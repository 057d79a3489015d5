//! Summary Module - Turning an encyclopedia summary into menu lines.
//!
//! # Components
//!
//! - `wrap_words` - Word-count wrapping of the plain-text summary
//! - `SummaryOutcome` - What the summary section shows, including the
//!   three fallback messages

mod wrap;

pub use wrap::{wrap_words, WORDS_PER_LINE};

use serde::Serialize;

/// First line shown when the summary service cannot be reached.
pub const UNAVAILABLE_HEADLINE: &str = "Wikipedia not available";

/// Second line shown when the summary service cannot be reached.
pub const UNAVAILABLE_HINT: &str = "Please check your internet connection";

/// Single line shown when anything unexpected happens while building the summary.
pub const GENERIC_FAILURE: &str =
    "There was an error getting more info from Wikipedia 😅, please refresh";

/// Content of the summary section of the menu.
#[derive(Debug, Clone, PartialEq, Eq, Serialize)]
#[serde(tag = "kind", rename_all = "snake_case")]
pub enum SummaryOutcome {
    /// Wrapped summary lines.
    Lines { lines: Vec<String> },
    /// The summary service could not be reached.
    Unavailable,
    /// The service answered but nothing usable came back.
    NotFound { bias: String },
    /// Something unexpected went wrong; partial output discarded.
    Failed,
}

impl SummaryOutcome {
    /// Wraps a plain-text summary, falling back to `NotFound` when the
    /// wrapping yields no lines.
    pub fn from_plain_text(text: &str, bias: &str) -> Self {
        let lines = wrap_words(text, WORDS_PER_LINE);
        if lines.is_empty() {
            SummaryOutcome::NotFound {
                bias: bias.to_string(),
            }
        } else {
            SummaryOutcome::Lines { lines }
        }
    }

    /// The user-visible lines for this outcome.
    pub fn into_lines(self) -> Vec<String> {
        match self {
            SummaryOutcome::Lines { lines } => lines,
            SummaryOutcome::Unavailable => vec![
                UNAVAILABLE_HEADLINE.to_string(),
                UNAVAILABLE_HINT.to_string(),
            ],
            SummaryOutcome::NotFound { bias } => {
                vec![format!("Unable to find '{}' on Wikipedia 😞", bias)]
            }
            SummaryOutcome::Failed => vec![GENERIC_FAILURE.to_string()],
        }
    }

    /// The summary section as a single newline-joined block.
    pub fn into_text(self) -> String {
        self.into_lines().join("\n")
    }

    /// True when a fallback message replaces the summary.
    pub fn is_fallback(&self) -> bool {
        !matches!(self, SummaryOutcome::Lines { .. })
    }
}
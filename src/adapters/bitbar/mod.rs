//! Menu Renderer Adapters.
//!
//! - `BitBarRenderer` - BitBar/xbar/SwiftBar plugin text protocol

mod bitbar_renderer;

pub use bitbar_renderer::{format_menu, BitBarRenderer};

▶ TASK ITEM:
Up to and including the line containing "pub const UNAVAILABLE_HEADLINE: &str", please write out the listing exactly, starting from its first line.

▶ TASK RESULT:
repository 057d79a3489015d5
//! Summary Module - Turning an encyclopedia summary into menu lines.
//!
//! # Components
//!
//! - `wrap_words` - Word-count wrapping of the plain-text summary
//! - `SummaryOutcome` - What the summary section shows, including the
//!   three fallback messages

mod wrap;

pub use wrap::{wrap_words, WORDS_PER_LINE};

use serde::Serialize;

/// First line shown when the summary service cannot be reached.
pub const UNAVAILABLE_HEADLINE: &str = "Wikipedia not available";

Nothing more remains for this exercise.